*** Block opens ***

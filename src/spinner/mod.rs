use log::{debug, warn};
use parking_lot::Mutex;
use std::{
    io::{self, Write},
    sync::Arc,
    time::Duration,
};

mod render;

use render::RenderTask;

pub use render::FRAMES;

/// Time between two frames when none is configured.
pub const DEFAULT_RATE: Duration = Duration::from_millis(250);

/// Where frames go. Shared so that every render task of a spinner (one per
/// `start`) writes to the same destination.
pub(crate) type Sink = Arc<Mutex<Box<dyn Write + Send>>>;

/// Construction options for a [`Spinner`]. Unset fields fall back to the
/// defaults: stderr as the sink and [`DEFAULT_RATE`] between frames.
#[derive(Default)]
pub struct Config {
    /// Receives the glyph and backspace bytes. Write errors are ignored.
    pub sink: Option<Box<dyn Write + Send>>,
    /// A zero rate is treated as unset.
    pub rate: Option<Duration>,
}

impl Config {
    /// Draws into `sink` instead of stderr.
    pub fn with_sink(mut self, sink: impl Write + Send + 'static) -> Self {
        self.sink = Some(Box::new(sink));
        self
    }

    /// Sets the time between two frames.
    pub fn with_rate(mut self, rate: Duration) -> Self {
        self.rate = Some(rate);
        self
    }
}

/// The signals held while a render task is alive.
struct Running {
    cancel: tokio::sync::oneshot::Sender<()>,
    done: oneshot::Receiver<()>,
}

impl Running {
    /// Asks the render task to exit and blocks until it has erased its last
    /// frame.
    fn halt(self) {
        // The task may already be gone, in which case there is nobody to tell.
        self.cancel.send(()).ok();
        if self.done.recv().is_err() {
            debug!("Spinner render task exited without acknowledging the stop");
        }
    }
}

/// A rotating `- \ | /` indicator, drawn on a background thread.
///
/// `start` and `stop` may be called any number of times, in any order and from
/// any number of threads. Each frame is a single glyph byte followed by a
/// single backspace, so the sink never keeps a glyph once `stop` returns.
pub struct Spinner {
    sink: Sink,
    rate: Duration,
    frames: &'static [u8],
    // `Some` exactly while a render task is alive. Held across the whole of
    // `stop`, which makes "stopping" visible to other callers as a wait.
    running: Mutex<Option<Running>>,
}

impl Spinner {
    pub fn new(config: Config) -> Self {
        let sink = config
            .sink
            .unwrap_or_else(|| Box::new(io::stderr()) as Box<dyn Write + Send>);
        let rate = config
            .rate
            .filter(|rate| !rate.is_zero())
            .unwrap_or(DEFAULT_RATE);
        Spinner {
            sink: Arc::new(Mutex::new(sink)),
            rate,
            frames: FRAMES,
            running: Mutex::new(None),
        }
    }

    pub fn rate(&self) -> Duration {
        self.rate
    }

    pub fn is_running(&self) -> bool {
        self.running.lock().is_some()
    }

    /// Starts drawing frames in the background and returns immediately.
    /// Does nothing if the spinner is already running.
    pub fn start(&self) {
        let mut running = self.running.lock();
        if running.is_some() {
            return;
        }

        let (cancel_tx, cancel_rx) = tokio::sync::oneshot::channel();
        let (done_tx, done_rx) = oneshot::channel();
        let task = RenderTask {
            rate: self.rate,
            frames: self.frames,
            sink: Arc::clone(&self.sink),
            cancel: cancel_rx,
            done: done_tx,
        };

        match task.spawn() {
            Ok(()) => {
                debug!("Spinner render task spawned ({:?} per frame)", self.rate);
                *running = Some(Running {
                    cancel: cancel_tx,
                    done: done_rx,
                });
            }
            // The task was dropped along with its signals; stay idle.
            Err(err) => warn!("Could not spawn the spinner render thread: {}", err),
        }
    }

    /// Stops the render task and waits until its last frame has been erased.
    /// Does nothing if the spinner is not running.
    ///
    /// Once this returns, nothing else is written to the sink until the next
    /// `start`.
    pub fn stop(&self) {
        let mut running = self.running.lock();
        if let Some(signals) = running.take() {
            debug!("Spinner stop requested");
            signals.halt();
        }
    }
}

impl Default for Spinner {
    fn default() -> Self {
        Spinner::new(Config::default())
    }
}

impl Drop for Spinner {
    fn drop(&mut self) {
        self.stop();
    }
}
//! A small indeterminate-progress spinner for command line programs.
//!
//! ```no_run
//! use terminal_spinner::{Config, Spinner};
//! use std::time::Duration;
//!
//! let spinner = Spinner::new(Config::default().with_rate(Duration::from_millis(100)));
//! spinner.start();
//! std::thread::sleep(Duration::from_secs(2));
//! spinner.stop();
//! ```

pub mod spinner;

pub use spinner::{Config, Spinner, DEFAULT_RATE, FRAMES};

*** Block closes ***

WHAT YOU SHOULD DO:
A faithful copy of the lines from the line containing "impl Drop for" to the end of the data should be set down, both ends included, and nothing more.

YOUR RESPONSE:
impl Drop for Spinner {
    fn drop(&mut self) {
        self.stop();
    }
}
//! A small indeterminate-progress spinner for command line programs.
//!
//! ```no_run
//! use terminal_spinner::{Config, Spinner};
//! use std::time::Duration;
//!
//! let spinner = Spinner::new(Config::default().with_rate(Duration::from_millis(100)));
//! spinner.start();
//! std::thread::sleep(Duration::from_secs(2));
//! spinner.stop();
//! ```

pub mod spinner;

pub use spinner::{Config, Spinner, DEFAULT_RATE, FRAMES};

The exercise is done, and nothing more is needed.